Экспертизная больница находилась у Новослободской, в Институтском проезде, 5. Никакого Енушевского не было, но и без него врачи хорошо играли свои роли. Когда я попытался обратиться к их чести и совести - "вы же Гиппократову клятву давали!" - вздрогнула только одна красивая женщина с семитской внешностью. Но и эта небольшая победа вдохновила меня, я стал говорить, что существует понятие врачебной тайны, что если какому-то журналисту вздумалось написать фельетон о Тарсисе, то это еще не значит, что больница должна услужливо предостав-лять ему эпикриз - стыдно, товарищи, стыдно... Женщина сидела понурившись и грустно поглядывала на мужчину напротив - наедине они, вероятно, тоже говорили на эту тему.
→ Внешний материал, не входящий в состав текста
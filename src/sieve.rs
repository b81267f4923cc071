//! Sieve of Eratosthenes over an explicit bound.
//!
//! Composites are marked by walking the multiples of each prime starting at
//! the prime itself, so the walk can also report the order in which numbers
//! are struck out (see [`Sieve::erasure_order`]).

/// Primality table for `0..=bound`.
#[derive(Debug, Clone)]
pub struct Sieve {
    composite: Vec<bool>,
}

impl Sieve {
    pub fn new(bound: usize) -> Self {
        let mut composite = vec![false; bound + 1];
        composite[0] = true;
        if bound >= 1 {
            composite[1] = true;
        }
        let mut p = 2;
        while p * p <= bound {
            if !composite[p] {
                let mut m = p * p;
                while m <= bound {
                    composite[m] = true;
                    m += p;
                }
            }
            p += 1;
        }
        Self { composite }
    }

    /// Largest number covered.
    pub fn bound(&self) -> usize {
        self.composite.len() - 1
    }

    /// Primality of `n`; numbers beyond the bound report `false`.
    #[inline]
    pub fn is_prime(&self, n: usize) -> bool {
        self.composite.get(n).is_some_and(|&c| !c)
    }

    /// All primes up to the bound, ascending.
    pub fn primes(&self) -> impl Iterator<Item = usize> + '_ {
        self.composite
            .iter()
            .enumerate()
            .filter_map(|(i, &c)| (!c).then_some(i))
    }

    /// Numbers `2..=bound` in the order the textbook sieve erases them: each
    /// prime strikes itself and then its not-yet-erased multiples.
    pub fn erasure_order(bound: usize) -> Vec<usize> {
        let mut erased = vec![false; bound + 1];
        let mut order = Vec::with_capacity(bound.saturating_sub(1));
        for p in 2..=bound {
            if erased[p] {
                continue;
            }
            let mut m = p;
            while m <= bound {
                if !erased[m] {
                    erased[m] = true;
                    order.push(m);
                }
                m += p;
            }
        }
        order
    }
}

/// Trial-division primality test.
pub fn is_prime(n: u64) -> bool {
    if n < 2 {
        return false;
    }
    let mut d = 2u64;
    while d * d <= n {
        if n % d == 0 {
            return false;
        }
        d += 1;
    }
    true
}

#[cfg(test)]
mod tests {
    use super::*;

    #[test]
    fn primes_below_hundred() {
        let s = Sieve::new(100);
        let primes: Vec<_> = s.primes().collect();
        assert_eq!(primes.len(), 25);
        assert_eq!(primes.first(), Some(&2));
        assert_eq!(primes.last(), Some(&97));
    }

    #[test]
    fn agrees_with_trial_division() {
        let s = Sieve::new(2000);
        for k in 0..=2000usize {
            assert_eq!(s.is_prime(k), is_prime(k as u64), "k={k}");
        }
        assert!(!s.is_prime(2001));
    }

    #[test]
    fn tiny_bounds() {
        assert_eq!(Sieve::new(0).primes().count(), 0);
        assert_eq!(Sieve::new(1).primes().count(), 0);
        assert_eq!(Sieve::new(2).primes().collect::<Vec<_>>(), vec![2]);
    }

    #[test]
    fn erasure_order_matches_hand_trace() {
        // 2 4 6 8 10 3 9 5 7
        assert_eq!(Sieve::erasure_order(10), vec![2, 4, 6, 8, 10, 3, 9, 5, 7]);
    }
}
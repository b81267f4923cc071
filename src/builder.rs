use crate::category::Category;
use crate::config::CatalogConfig;
use crate::error::{CatalogError, Result};
use crate::traits::DynTemplate;
use crate::Catalog;

pub struct CatalogBuilder {
    config: CatalogConfig,
    builtins: bool,
    extra: Vec<Box<dyn DynTemplate>>,
}

impl CatalogBuilder {
    pub fn new() -> Self {
        Self {
            config: CatalogConfig::default(),
            builtins: true,
            extra: Vec::new(),
        }
    }

    pub fn with_config(mut self, config: CatalogConfig) -> Self {
        self.config = config;
        self
    }

    pub fn with_max_input_bytes(mut self, limit: usize) -> Self {
        self.config.max_input_bytes = limit;
        self
    }

    pub fn disable_category(mut self, category: Category) -> Self {
        if !self.config.disabled_categories.contains(&category) {
            self.config.disabled_categories.push(category);
        }
        self
    }

    /// Add a template next to the built-in ones.
    pub fn register<T: DynTemplate + 'static>(mut self, template: T) -> Self {
        self.extra.push(Box::new(template));
        self
    }

    /// Start from an empty catalog instead of the built-in templates.
    pub fn without_builtins(mut self) -> Self {
        self.builtins = false;
        self
    }

    pub fn build(self) -> Result<Catalog> {
        let mut templates = if self.builtins {
            crate::templates::builtin()
        } else {
            Vec::new()
        };
        templates.extend(self.extra);
        match Catalog::assemble(templates, self.config) {
            (_, Some(id)) => Err(CatalogError::DuplicateTemplate(id)),
            (catalog, None) => Ok(catalog),
        }
    }
}

impl Default for CatalogBuilder {
    fn default() -> Self {
        Self::new()
    }
}
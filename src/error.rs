//! Error taxonomy for the catalog.
//!
//! Two layers:
//! - [`InputError`] describes how an input instance violates a template's
//!   declared schema. It is produced by the [`Scanner`](crate::scanner::Scanner)
//!   and by template-specific validation inside `parse`.
//! - [`CatalogError`] is what callers of [`Catalog`](crate::Catalog) see.
//!
//! Every variant is a caller contract violation; none is transient, so there
//! is no retry classification.

use thiserror::Error;

/// Schema violation found while reading an input instance.
#[derive(Error, Debug, Clone, PartialEq, Eq)]
pub enum InputError {
    #[error("missing `{field}`: input ended early")]
    Missing { field: &'static str },

    #[error("`{field}`: cannot read {token:?}")]
    Invalid { field: &'static str, token: String },

    #[error("`{field}`: {value} is outside {expected}")]
    OutOfRange {
        field: &'static str,
        value: String,
        expected: String,
    },

    #[error("`{field}`: {reason}")]
    Constraint { field: &'static str, reason: String },

    #[error("unexpected trailing input starting at {token:?}")]
    Trailing { token: String },

    #[error("input is {len} bytes, limit is {limit}")]
    TooLarge { len: usize, limit: usize },
}

impl InputError {
    /// Shorthand for a template-specific structural violation.
    pub fn constraint(field: &'static str, reason: impl Into<String>) -> Self {
        InputError::Constraint {
            field,
            reason: reason.into(),
        }
    }
}

/// Errors surfaced by catalog operations.
#[derive(Error, Debug)]
pub enum CatalogError {
    #[error("unknown category `{0}`")]
    UnknownCategory(String),

    #[error("template `{0}` not found")]
    NotFound(String),

    #[error("malformed input for template `{id}`: {source}")]
    MalformedInput {
        id: String,
        #[source]
        source: InputError,
    },

    #[error("duplicate template id `{0}`")]
    DuplicateTemplate(&'static str),

    #[error("config error: {0}")]
    Config(#[from] toml::de::Error),

    #[error("IO error: {0}")]
    Io(#[from] std::io::Error),
}

impl CatalogError {
    /// True for the three contract errors of the public catalog API.
    pub fn is_caller_error(&self) -> bool {
        matches!(
            self,
            CatalogError::UnknownCategory(_)
                | CatalogError::NotFound(_)
                | CatalogError::MalformedInput { .. }
        )
    }
}

pub type Result<T> = std::result::Result<T, CatalogError>;

#[cfg(test)]
mod tests {
    use super::*;

    #[test]
    fn malformed_input_keeps_source() {
        let err = CatalogError::MalformedInput {
            id: "1920".into(),
            source: InputError::Missing { field: "n" },
        };
        assert!(err.is_caller_error());
        assert_eq!(
            err.to_string(),
            "malformed input for template `1920`: missing `n`: input ended early"
        );
        let source = std::error::Error::source(&err).map(|e| e.to_string());
        assert_eq!(source.as_deref(), Some("missing `n`: input ended early"));
    }

    #[test]
    fn config_errors_are_not_caller_errors() {
        let io = CatalogError::Io(std::io::Error::new(std::io::ErrorKind::NotFound, "x"));
        assert!(!io.is_caller_error());
        assert!(!CatalogError::DuplicateTemplate("1920").is_caller_error());
    }
}
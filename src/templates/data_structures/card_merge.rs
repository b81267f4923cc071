//! Repeatedly merge the two smallest cards and report the final total.

use std::cmp::Reverse;
use std::collections::BinaryHeap;

use crate::templates::prelude::*;

pub struct CardMerge;

static INFO: TemplateInfo = TemplateInfo {
    id: "15903",
    title: "Card merging game",
    category: Category::DataStructures,
    input: &[Field::int("n"), Field::int("m"), Field::int("card").repeat("n")],
    output: &[Field::int("total")],
    constraints: &["2 <= n <= 1000", "0 <= m <= 15n", "1 <= card <= 1000000"],
    samples: &[
        Sample {
            input: "3 1\n3 2 6\n",
            output: "16\n",
        },
        Sample {
            input: "4 2\n4 2 3 1\n",
            output: "19\n",
        },
    ],
};

#[derive(Debug, Clone)]
pub struct Input {
    pub merges: usize,
    pub cards: Vec<u64>,
}

impl Template for CardMerge {
    type Input = Input;
    type Output = u64;

    fn info(&self) -> &'static TemplateInfo {
        &INFO
    }

    fn parse(&self, sc: &mut Scanner<'_>) -> Result<Input, InputError> {
        let n = sc.next_in("n", 2..=1000usize)?;
        let merges = sc.next_in("m", 0..=15 * n)?;
        let cards = sc.values_in("card", n, 1..=1_000_000u64)?;
        Ok(Input { merges, cards })
    }

    fn solve(&self, input: &Input) -> u64 {
        let mut heap: BinaryHeap<Reverse<u64>> = input.cards.iter().map(|&c| Reverse(c)).collect();
        for _ in 0..input.merges {
            let (Some(Reverse(a)), Some(Reverse(b))) = (heap.pop(), heap.pop()) else {
                break;
            };
            heap.push(Reverse(a + b));
            heap.push(Reverse(a + b));
        }
        heap.into_iter().map(|Reverse(c)| c).sum()
    }

    fn render(&self, output: &u64, out: &mut String) {
        push_line(out, [output]);
    }
}
//! Neighbours of dancer `k` after `n` turns of a clock dance, where odd
//! dancers move clockwise and even dancers counter-clockwise.

use crate::templates::prelude::*;

pub struct ClockDance;

static INFO: TemplateInfo = TemplateInfo {
    id: "12035",
    title: "Dance around the clock (small)",
    category: Category::Implementation,
    input: &[
        Field::int("t"),
        Field::int("d").repeat("t"),
        Field::int("k").repeat("t"),
        Field::int("n").repeat("t"),
    ],
    output: &[Field::line("case").repeat("t")],
    constraints: &["1 <= t <= 100", "4 <= d <= 100000000, d even", "1 <= k <= d", "1 <= n <= 100000000"],
    samples: &[
        Sample {
            input: "3\n8 3 1\n8 4 1\n8 3 3\n",
            output: "Case #1: 6 4\nCase #2: 3 1\nCase #3: 2 8\n",
        },
        Sample {
            input: "2\n4 1 4\n6 2 5\n",
            output: "Case #1: 2 4\nCase #2: 5 3\n",
        },
    ],
};

/// `(right, left)` neighbours, positions numbered `1..=d`.
fn neighbours(d: i64, k: i64, n: i64) -> (i64, i64) {
    let n = n % d;
    // odd dancers drift one way, their even neighbours the other
    let shift = if k % 2 == 0 { -n } else { n };
    let pos = k + shift;
    let label = |p: i64| match p.rem_euclid(d) {
        0 => d,
        v => v,
    };
    (label(pos + shift + 1), label(pos + shift - 1))
}

impl Template for ClockDance {
    type Input = Vec<(i64, i64, i64)>;
    type Output = Vec<(i64, i64)>;

    fn info(&self) -> &'static TemplateInfo {
        &INFO
    }

    fn parse(&self, sc: &mut Scanner<'_>) -> Result<Self::Input, InputError> {
        let t = sc.next_in("t", 1..=100usize)?;
        (0..t)
            .map(|_| {
                let d = sc.next_in("d", 4..=100_000_000i64)?;
                if d % 2 != 0 {
                    return Err(InputError::constraint("d", "the number of dancers must be even"));
                }
                let k = sc.next_in("k", 1..=d)?;
                let n = sc.next_in("n", 1..=100_000_000)?;
                Ok((d, k, n))
            })
            .collect()
    }

    fn solve(&self, cases: &Self::Input) -> Vec<(i64, i64)> {
        cases.iter().map(|&(d, k, n)| neighbours(d, k, n)).collect()
    }

    fn render(&self, output: &Vec<(i64, i64)>, out: &mut String) {
        for (i, (right, left)) in output.iter().enumerate() {
            push_line(out, [format!("Case #{}:", i + 1), right.to_string(), left.to_string()]);
        }
    }
}
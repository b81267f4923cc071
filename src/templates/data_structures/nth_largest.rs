//! N-th largest of `n * n` numbers with a min-heap capped at `n` entries.

use std::cmp::Reverse;
use std::collections::BinaryHeap;

use crate::templates::prelude::*;

pub struct NthLargest;

static INFO: TemplateInfo = TemplateInfo {
    id: "2075",
    title: "N-th largest number",
    category: Category::DataStructures,
    input: &[Field::int("n"), Field::int("value").repeat("n * n")],
    output: &[Field::int("nth")],
    constraints: &["1 <= n <= 1500", "values fit in a signed 32-bit integer"],
    samples: &[Sample {
        input: "5\n12 7 9 15 5\n13 8 11 19 6\n21 10 26 31 16\n48 14 28 35 25\n52 20 32 41 49\n",
        output: "35\n",
    }],
};

#[derive(Debug, Clone)]
pub struct Input {
    pub n: usize,
    pub values: Vec<i32>,
}

impl Template for NthLargest {
    type Input = Input;
    type Output = i32;

    fn info(&self) -> &'static TemplateInfo {
        &INFO
    }

    fn parse(&self, sc: &mut Scanner<'_>) -> Result<Input, InputError> {
        let n = sc.next_in("n", 1..=1500usize)?;
        let values = sc.values("value", n * n)?;
        Ok(Input { n, values })
    }

    fn solve(&self, input: &Input) -> i32 {
        let mut heap = BinaryHeap::with_capacity(input.n + 1);
        for &v in &input.values {
            heap.push(Reverse(v));
            if heap.len() > input.n {
                heap.pop();
            }
        }
        heap.peek().map_or(0, |Reverse(v)| *v)
    }

    fn render(&self, output: &i32, out: &mut String) {
        push_line(out, [output]);
    }
}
Не расспрашивая ни о "видениях", ни о "голосах", меня отправили в больницу имени Кащенко, в "академическое" 15 отделение, заведующим которого был парторг больницы Феликс Енохо-вич Вартанян.
Дома у нас сделали обыск, взяли альбом с фотографиями и вольными подписями к ним, но через несколько дней альбом вернули (теперь тот же самый альбом с семейными фотографиями держат уже пятый год, не знаю, что в нем обнаружили - то ли антисоветчину, то ли тайны какие).
В Кащенко я пробыл июль, август, сентябрь, но сейчас у меня нет под рукой записей об этом времени. Могу только сказать, что выпущен я был совершенно оглушенным, залеченным и раздавленным.
ТРУДОВЫЕ БУДНИ
К тому моменту, когда я очутился в Теневом театре, основательница его Свободина, престарелая дама из Наркомпроса была безнадежно больна, и дело вел предприимчивый режиссер Влади-мир Наумович Тихвинский, писавший вместе с Марком Айзенштадтом маленькие басенки и сценки для Райкина. Марк скромный, сдержанный, очень грамотный и углубленный в себя человек. Если бы не Тихвинский, не пробиться бы ему. Злые языки говорили, что сам Тихвинский без Азова никогда не написал бы ни строчки.